This removes `~/.myco/runtime.command` and deletes the `~/.local/bin/myco-*` symlinks. Hooks fall back to the globally-installed `myco` automatically because `.agents/myco-hook.cjs` treats a missing `~/.myco/runtime.command` as "use the default."

### Why This Approach Works

**`~/.myco/runtime.command` file (current design)**
The hook reads an explicit file path — there is no PATH lookup and no env var inheritance. The selection is deterministic regardless of shell, subprocess depth, or IDE.

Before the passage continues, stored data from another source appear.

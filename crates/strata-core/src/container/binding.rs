use std::any::Any;
use std::fmt;
use std::sync::{Arc, OnceLock};

use crate::container::error::ContainerError;
use crate::container::Container;

/// Type-erased instance. Always holds an `Arc<T>` for the bound contract `T`,
/// which keeps unsized contracts such as `dyn Trait` storable.
pub(crate) type ErasedInstance = Arc<dyn Any + Send + Sync>;

pub(crate) type ErasedProducer =
    Box<dyn Fn(&Container, &ResolveArgs) -> Result<ErasedInstance, ContainerError> + Send + Sync>;

pub(crate) type ErasedUpcast =
    Arc<dyn Fn(&Container) -> Result<ErasedInstance, ContainerError> + Send + Sync>;

/// How long a resolved instance lives.
#[derive(Debug, Clone, Copy, PartialEq, Eq)]
pub enum Lifetime {
    /// A new instance per resolution
    Transient,
    /// Constructed on first resolution, then shared until rebound
    Singleton,
}

/// Positional constructor arguments handed to a producer.
///
/// Arguments are only seen by the producer call that actually constructs an
/// instance; a cached singleton ignores them.
#[derive(Default)]
pub struct ResolveArgs {
    values: Vec<Box<dyn Any + Send + Sync>>,
}

impl ResolveArgs {
    pub fn new() -> Self {
        Self::default()
    }

    /// Builder-style push
    pub fn with<V: Any + Send + Sync>(mut self, value: V) -> Self {
        self.values.push(Box::new(value));
        self
    }

    pub fn push<V: Any + Send + Sync>(&mut self, value: V) {
        self.values.push(Box::new(value));
    }

    /// Argument at `index` if it exists and has type `V`.
    pub fn get<V: Any>(&self, index: usize) -> Option<&V> {
        self.values.get(index).and_then(|v| v.downcast_ref::<V>())
    }

    pub fn len(&self) -> usize {
        self.values.len()
    }

    pub fn is_empty(&self) -> bool {
        self.values.is_empty()
    }
}

impl fmt::Debug for ResolveArgs {
    fn fmt(&self, f: &mut fmt::Formatter<'_>) -> fmt::Result {
        f.debug_struct("ResolveArgs")
            .field("len", &self.values.len())
            .finish()
    }
}

/// A registered producer plus its cached singleton, if any.
pub(crate) struct Binding {
    pub(crate) contract: &'static str,
    pub(crate) lifetime: Lifetime,
    producer: ErasedProducer,
    instance: OnceLock<ErasedInstance>,
}

impl Binding {
    pub(crate) fn new(contract: &'static str, lifetime: Lifetime, producer: ErasedProducer) -> Self {
        Self {
            contract,
            lifetime,
            producer,
            instance: OnceLock::new(),
        }
    }

    /// Singleton binding whose instance already exists.
    pub(crate) fn prebuilt(contract: &'static str, instance: ErasedInstance) -> Self {
        let binding = Self::new(
            contract,
            Lifetime::Singleton,
            Box::new(move |_: &Container, _: &ResolveArgs| {
                Err(ContainerError::ProducerFailed {
                    contract,
                    message: "prebuilt instance has no producer".to_string(),
                })
            }),
        );
        // A fresh OnceLock accepts its first value.
        let _ = binding.instance.set(instance);
        binding
    }

    /// Produce an instance according to the lifetime rule.
    ///
    /// No container lock is held here, so producers may resolve other contracts.
    pub(crate) fn produce(&self, container: &Container, args: &ResolveArgs) -> Result<ErasedInstance, ContainerError> {
        match self.lifetime {
            Lifetime::Transient => (self.producer)(container, args),
            Lifetime::Singleton => {
                if let Some(existing) = self.instance.get() {
                    return Ok(existing.clone());
                }
                let built = (self.producer)(container, args)?;
                // If another thread won the race its instance is kept and ours is dropped.
                let _ = self.instance.set(built);
                self.instance
                    .get()
                    .cloned()
                    .ok_or(ContainerError::TypeMismatch { contract: self.contract })
            }
        }
    }

    pub(crate) fn is_constructed(&self) -> bool {
        self.instance.get().is_some()
    }
}

impl fmt::Debug for Binding {
    fn fmt(&self, f: &mut fmt::Formatter<'_>) -> fmt::Result {
        f.debug_struct("Binding")
            .field("contract", &self.contract)
            .field("lifetime", &self.lifetime)
            .field("constructed", &self.is_constructed())
            .finish()
    }
}

/// Capability alias: which contract currently implements a capability and how
/// to view that contract's instance as the capability type.
#[derive(Clone)]
pub(crate) struct CapabilityAlias {
    pub(crate) contract: &'static str,
    pub(crate) upcast: ErasedUpcast,
}

impl fmt::Debug for CapabilityAlias {
    fn fmt(&self, f: &mut fmt::Formatter<'_>) -> fmt::Result {
        f.debug_struct("CapabilityAlias")
            .field("contract", &self.contract)
            .finish()
    }
}
/// Framework name
pub const APP_NAME: &str = "Strata";

/// Framework version
pub const APP_VERSION: &str = env!("CARGO_PKG_VERSION");

/// Default settings file looked up by the host
pub const DEFAULT_SETTINGS_FILE: &str = "strata.toml";

/// Default bundled-resource root for configs, relative to the working directory
pub const DEFAULT_RESOURCE_ROOT: &str = "resources/config";

/// Default local data directory
pub const DEFAULT_DATA_DIR: &str = ".strata";

/// Framework-owned sub-directory of the data directory
pub const FRAMEWORK_STORAGE_DIR: &str = "framework";

/// Application-owned sub-directory of the data directory
pub const APP_STORAGE_DIR: &str = "app";

/// Default per-phase deadline in milliseconds
pub const DEFAULT_PHASE_TIMEOUT_MS: u64 = 30_000;

/// Cache key tag for the bundled-resource load strategy
pub const BUNDLED_RESOURCE_TAG: &str = "res";

/// Cache key tag for the virtual-filesystem load strategy
pub const VIRTUAL_FILESYSTEM_TAG: &str = "vfs";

**Previous approaches that failed:**

- **`MYCO_CMD` environment variable** — Hooks run inside Claude Code's subprocess environment. Codex and other nested subprocess contexts silently strip custom env vars, so `MYCO_CMD` would be set in the terminal but invisible to the hook.
- **`~/.local/bin/myco-dev` symlink alone** — Shell PATH ordering is fragile. In some contexts the global `myco` resolved first; in others the symlink resolved first.
- **Shell alias approach** — Shell aliases like `alias myco=./dist/src/cli.js` work for interactive CLI use but fail when Node.js spawns child processes. When `myco` spawns itself via `child_process.spawn()`, Node.js bypasses shell aliases and resolves directly to the global PATH.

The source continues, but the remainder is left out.